::: GIVEN INFORMATION :::
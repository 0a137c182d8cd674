use chrono::{DateTime, Utc};
use serde::{Deserialize, Serialize};

/// A single platform post pulled in by the poller. Never mutated after fetch.
#[derive(Serialize, Deserialize, Clone, Debug, PartialEq)]
pub struct Item {
    /// Platform id. Empty when the platform omitted it.
    pub id: String,
    pub author_handle: String,
    pub text: String,
    pub created_at_epoch_secs: Option<i64>,
    pub conversation_id: Option<String>,
    pub in_reply_to_id: Option<String>,
}

impl Item {
    pub fn has_id(&self) -> bool {
        !self.id.trim().is_empty()
    }
}

#[derive(Serialize, Deserialize, Clone, Copy, Debug, PartialEq, Eq, Default)]
pub enum SearchMode {
    #[default]
    Latest,
    Top,
}

#[derive(Serialize, Deserialize, Clone, Copy, Debug, PartialEq, Eq)]
pub enum ResponseAction {
    RespondImage,
    RespondText,
    Ignore,
}

/// Classifier output for one item. Not persisted.
#[derive(Clone, Debug)]
pub struct ResponsePlan<'a> {
    pub action: ResponseAction,
    pub target: &'a Item,
    pub prompt_override: Option<String>,
}

impl<'a> ResponsePlan<'a> {
    pub fn new(action: ResponseAction, target: &'a Item) -> Self {
        ResponsePlan {
            action,
            target,
            prompt_override: None,
        }
    }

    #[cfg(test)]
    pub fn with_prompt(mut self, prompt: impl Into<String>) -> Self {
        self.prompt_override = Some(prompt.into());
        self
    }
}

#[derive(Serialize, Deserialize, Clone, Debug, PartialEq)]
pub struct MediaRef {
    pub url: String,
}

/// A reply ready for the poster. Consumed once.
#[derive(Serialize, Deserialize, Clone, Debug, PartialEq)]
pub struct OutboundPost {
    pub reply_to_id: Option<String>,
    pub text: String,
    pub image: Option<MediaRef>,
}

/// What the platform hands back after a successful submission.
#[derive(Serialize, Deserialize, Clone, Debug, PartialEq)]
pub struct SentPost {
    pub id: String,
    pub permalink: String,
}

/// Cached under the account's `lastPost` key after every successful post.
#[derive(Serialize, Deserialize, Clone, Debug, PartialEq)]
pub struct PostedRecord {
    pub id: String,
    pub permalink: String,
    pub created_at: DateTime<Utc>,
}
:::
PROBLEM STATEMENT = Note each line above that holds "ResponseAction", then copy all of them.

ANSWER =
pub enum ResponseAction {
    pub action: ResponseAction,
    pub fn new(action: ResponseAction, target: &'a Item) -> Self {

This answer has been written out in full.